SOURCE MATERIAL
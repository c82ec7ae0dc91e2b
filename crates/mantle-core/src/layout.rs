//! Type layout metadata and the layout registry.
//!
//! Instead of interrogating a managed runtime reflectively, callers
//! register each type's layout explicitly (typically via [`struct_layout!`]
//! and `core::mem::offset_of!`) and query offsets by name. Queries are pure
//! and deterministic for a given registration sequence.
//!
//! Offsets obtained from a layout are only meaningful against instances of
//! that same type; reusing them across types is part of the facility's
//! undefined-behavior class, not something the registry can police.

use indexmap::IndexMap;
use smallvec::SmallVec;

use crate::error::MetadataError;

/// Name and byte offset of one field within a struct layout.
#[derive(Clone, Debug, PartialEq, Eq)]
pub struct FieldLayout {
    /// Field name, unique within its type.
    pub name: String,
    /// Byte displacement from the start of the object's storage.
    pub offset: usize,
}

/// The shape of a registered type.
#[derive(Clone, Debug, PartialEq, Eq)]
pub enum TypeShape {
    /// A concrete struct with named fields at fixed offsets.
    Struct {
        /// Field table, in registration order.
        fields: SmallVec<[FieldLayout; 8]>,
    },
    /// An array: elements of a fixed stride starting at a base offset.
    Array {
        /// Offset from the start of the storage to element zero.
        base_offset: usize,
        /// Size of each element in bytes. Always positive once registered.
        element_scale: usize,
    },
    /// A type with no concrete storage description — the analog of an
    /// abstract class or interface. Not instantiable.
    Opaque,
}

/// Layout metadata for one registered type.
#[derive(Clone, Debug, PartialEq, Eq)]
pub struct TypeLayout {
    name: String,
    size: Option<usize>,
    align: Option<usize>,
    shape: TypeShape,
}

impl TypeLayout {
    /// Describe a concrete struct with the given size and alignment.
    ///
    /// Fields are attached with [`TypeLayout::with_field`]; the
    /// [`struct_layout!`] macro does both in one step from a Rust type.
    pub fn structure(name: impl Into<String>, size: usize, align: usize) -> Self {
        Self {
            name: name.into(),
            size: Some(size),
            align: Some(align),
            shape: TypeShape::Struct {
                fields: SmallVec::new(),
            },
        }
    }

    /// Describe an array layout: elements of `element_scale` bytes starting
    /// `base_offset` bytes into the storage.
    ///
    /// Arrays have no fixed total size (length is the caller's business),
    /// so they are not instantiable through the facility.
    pub fn array(name: impl Into<String>, base_offset: usize, element_scale: usize) -> Self {
        Self {
            name: name.into(),
            size: None,
            align: None,
            shape: TypeShape::Array {
                base_offset,
                element_scale,
            },
        }
    }

    /// Describe an opaque type: known by name, with no storage description.
    pub fn opaque(name: impl Into<String>) -> Self {
        Self {
            name: name.into(),
            size: None,
            align: None,
            shape: TypeShape::Opaque,
        }
    }

    /// Append a field to a struct layout (builder style).
    ///
    /// Has no effect on array or opaque shapes.
    pub fn with_field(mut self, name: impl Into<String>, offset: usize) -> Self {
        if let TypeShape::Struct { fields } = &mut self.shape {
            fields.push(FieldLayout {
                name: name.into(),
                offset,
            });
        }
        self
    }

    /// The type name this layout is registered under.
    pub fn name(&self) -> &str {
        &self.name
    }

    /// The shape of this layout.
    pub fn shape(&self) -> &TypeShape {
        &self.shape
    }

    /// Concrete `(size, align)` if this layout describes instantiable
    /// storage, `None` for arrays and opaque types.
    pub fn storage(&self) -> Option<(usize, usize)> {
        match (self.size, self.align) {
            (Some(size), Some(align)) => Some((size, align)),
            _ => None,
        }
    }
}

/// Builds a [`TypeLayout`] for a Rust struct from its real in-memory layout.
///
/// Size, alignment, and field offsets come from `size_of` / `align_of` /
/// `offset_of!`, so the registered metadata is exact for this build.
///
/// ```
/// use mantle_core::{struct_layout, LayoutRegistry};
///
/// #[repr(C)]
/// struct Pair { first: u32, second: u32 }
///
/// let mut registry = LayoutRegistry::new();
/// registry.register(struct_layout!(Pair { first, second })).unwrap();
/// assert_eq!(registry.field_offset("Pair", "second").unwrap(), 4);
/// ```
#[macro_export]
macro_rules! struct_layout {
    ($ty:ty { $($field:ident),+ $(,)? }) => {
        $crate::layout::TypeLayout::structure(
            ::core::stringify!($ty),
            ::core::mem::size_of::<$ty>(),
            ::core::mem::align_of::<$ty>(),
        )
        $(.with_field(
            ::core::stringify!($field),
            ::core::mem::offset_of!($ty, $field),
        ))+
    };
}

/// Registry of type layouts, queried by name.
///
/// Uses `IndexMap` (not `HashMap`) so iteration and diagnostics follow
/// registration order deterministically.
#[derive(Clone, Debug, Default)]
pub struct LayoutRegistry {
    types: IndexMap<String, TypeLayout>,
}

impl LayoutRegistry {
    /// Create an empty registry.
    pub fn new() -> Self {
        Self {
            types: IndexMap::new(),
        }
    }

    /// Register a type layout.
    ///
    /// Rejects duplicate names and array layouts with a zero element scale
    /// (a zero stride can never address distinct elements).
    pub fn register(&mut self, layout: TypeLayout) -> Result<(), MetadataError> {
        if let TypeShape::Array { element_scale, .. } = layout.shape {
            if element_scale == 0 {
                return Err(MetadataError::ZeroElementScale {
                    type_name: layout.name.clone(),
                });
            }
        }
        if self.types.contains_key(&layout.name) {
            return Err(MetadataError::DuplicateType {
                type_name: layout.name,
            });
        }
        self.types.insert(layout.name.clone(), layout);
        Ok(())
    }

    /// Look up a registered layout.
    pub fn layout(&self, type_name: &str) -> Result<&TypeLayout, MetadataError> {
        self.types
            .get(type_name)
            .ok_or_else(|| MetadataError::UnknownType {
                type_name: type_name.to_string(),
            })
    }

    /// Byte offset of `field` within `type_name`'s storage.
    pub fn field_offset(&self, type_name: &str, field: &str) -> Result<usize, MetadataError> {
        let layout = self.layout(type_name)?;
        let fields = match &layout.shape {
            TypeShape::Struct { fields } => fields,
            _ => {
                return Err(MetadataError::UnknownField {
                    type_name: type_name.to_string(),
                    field: field.to_string(),
                })
            }
        };
        fields
            .iter()
            .find(|f| f.name == field)
            .map(|f| f.offset)
            .ok_or_else(|| MetadataError::UnknownField {
                type_name: type_name.to_string(),
                field: field.to_string(),
            })
    }

    /// Offset from the start of an array's storage to element zero.
    pub fn array_base_offset(&self, type_name: &str) -> Result<usize, MetadataError> {
        match self.layout(type_name)?.shape {
            TypeShape::Array { base_offset, .. } => Ok(base_offset),
            _ => Err(MetadataError::NotAnArray {
                type_name: type_name.to_string(),
            }),
        }
    }

    /// Size in bytes of each element of an array layout. Always positive.
    pub fn array_element_scale(&self, type_name: &str) -> Result<usize, MetadataError> {
        match self.layout(type_name)?.shape {
            TypeShape::Array { element_scale, .. } => Ok(element_scale),
            _ => Err(MetadataError::NotAnArray {
                type_name: type_name.to_string(),
            }),
        }
    }

    /// Number of registered types.
    pub fn len(&self) -> usize {
        self.types.len()
    }

    /// Whether the registry is empty.
    pub fn is_empty(&self) -> bool {
        self.types.is_empty()
    }
}


#[cfg(test)]
mod props {
    use super::*;
    use proptest::prelude::*;

    proptest! {
        /// Every registered field offset reads back exactly, and a name
        /// outside the registered set stays a typed error.
        #[test]
        fn registered_offsets_read_back(offsets in proptest::collection::vec(0usize..4096, 1..16)) {
            let mut layout = TypeLayout::structure("T", 4096, 8);
            for (i, off) in offsets.iter().enumerate() {
                layout = layout.with_field(format!("f{i}"), *off);
            }
            let mut registry = LayoutRegistry::new();
            registry.register(layout).unwrap();

            for (i, off) in offsets.iter().enumerate() {
                prop_assert_eq!(registry.field_offset("T", &format!("f{i}")).unwrap(), *off);
            }
            prop_assert!(registry.field_offset("T", "not_a_field").is_err());
        }

        /// Array queries return exactly what was registered for any
        /// positive scale.
        #[test]
        fn array_queries_read_back(base in 0usize..1024, scale in 1usize..512) {
            let mut registry = LayoutRegistry::new();
            registry.register(TypeLayout::array("A", base, scale)).unwrap();
            prop_assert_eq!(registry.array_base_offset("A").unwrap(), base);
            prop_assert_eq!(registry.array_element_scale("A").unwrap(), scale);
        }
    }
}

ACTION ITEM
Where a line above includes "from", copy that line.

THE ANSWER
//! Offsets obtained from a layout are only meaningful against instances of
    /// Byte displacement from the start of the object's storage.
        /// Offset from the start of the storage to element zero.
    /// [`struct_layout!`] macro does both in one step from a Rust type.
/// Builds a [`TypeLayout`] for a Rust struct from its real in-memory layout.
/// Size, alignment, and field offsets come from `size_of` / `align_of` /
    /// Offset from the start of an array's storage to element zero.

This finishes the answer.